-- Source data follows --

use rand::rng;
use rand::seq::SliceRandom;
use std::fmt;

use prep_core::mastery::ProgressMap;
use prep_core::model::{CardRecord, Section};

use crate::error::StudyError;

/// Which cards a session draws from.
#[derive(Debug, Clone, Default, PartialEq, Eq, Hash)]
pub enum StudyScope {
    #[default]
    All,
    Section(Section),
}

impl StudyScope {
    #[must_use]
    pub fn includes(&self, card: &CardRecord) -> bool {
        match self {
            StudyScope::All => true,
            StudyScope::Section(section) => &card.section == section,
        }
    }
}

impl fmt::Display for StudyScope {
    fn fmt(&self, f: &mut fmt::Formatter<'_>) -> fmt::Result {
        match self {
            StudyScope::All => f.write_str("all"),
            StudyScope::Section(section) => write!(f, "section:{section}"),
        }
    }
}

/// Selection result for a session build.
#[derive(Debug, Clone, PartialEq)]
pub struct StudyPlan {
    pub cards: Vec<CardRecord>,
    /// True when every card in scope was already mastered and the plan fell
    /// back to reviewing all of them.
    pub review_all: bool,
}

impl StudyPlan {
    /// Build a shuffled plan for `scope`.
    ///
    /// # Errors
    ///
    /// Returns `StudyError::Empty` if no card falls in the scope.
    pub fn build(
        records: &[CardRecord],
        progress: &ProgressMap,
        scope: &StudyScope,
    ) -> Result<Self, StudyError> {
        StudyPlanBuilder::new(scope).build(records, progress)
    }

    #[must_use]
    pub fn total(&self) -> usize {
        self.cards.len()
    }
}

/// Picks the cards for a session: unmastered ones first, all of them once
/// nothing is left to learn.
pub struct StudyPlanBuilder<'a> {
    scope: &'a StudyScope,
    shuffle: bool,
}

impl<'a> StudyPlanBuilder<'a> {
    #[must_use]
    pub fn new(scope: &'a StudyScope) -> Self {
        Self {
            scope,
            shuffle: true,
        }
    }

    /// Enable or disable shuffling; disabled plans keep source order.
    #[must_use]
    pub fn with_shuffle(mut self, shuffle: bool) -> Self {
        self.shuffle = shuffle;
        self
    }

    /// Build a plan from the full card list and the current progress.
    ///
    /// # Errors
    ///
    /// Returns `StudyError::Empty` if no card falls in the scope.
    pub fn build(
        self,
        records: &[CardRecord],
        progress: &ProgressMap,
    ) -> Result<StudyPlan, StudyError> {
        let in_scope: Vec<&CardRecord> = records
            .iter()
            .filter(|card| self.scope.includes(card))
            .collect();
        if in_scope.is_empty() {
            return Err(StudyError::Empty);
        }

        let unmastered: Vec<CardRecord> = in_scope
            .iter()
            .filter(|card| !progress.is_mastered(card.mastery_key()))
            .map(|card| (*card).clone())
            .collect();

        let review_all = unmastered.is_empty();
        let mut cards = if review_all {
            in_scope.into_iter().cloned().collect()
        } else {
            unmastered
        };

        if self.shuffle {
            shuffle_cards(&mut cards);
        }

        Ok(StudyPlan { cards, review_all })
    }
}

pub(crate) fn shuffle_cards(cards: &mut [CardRecord]) {
    let mut rng = rng();
    cards.shuffle(&mut rng);
}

-- Source data concluded --

Exercise instructions
Only the lines containing "records" are needed; copy each of them from the data.

Problem solution
        records: &[CardRecord],
        StudyPlanBuilder::new(scope).build(records, progress)
        records: &[CardRecord],
        let in_scope: Vec<&CardRecord> = records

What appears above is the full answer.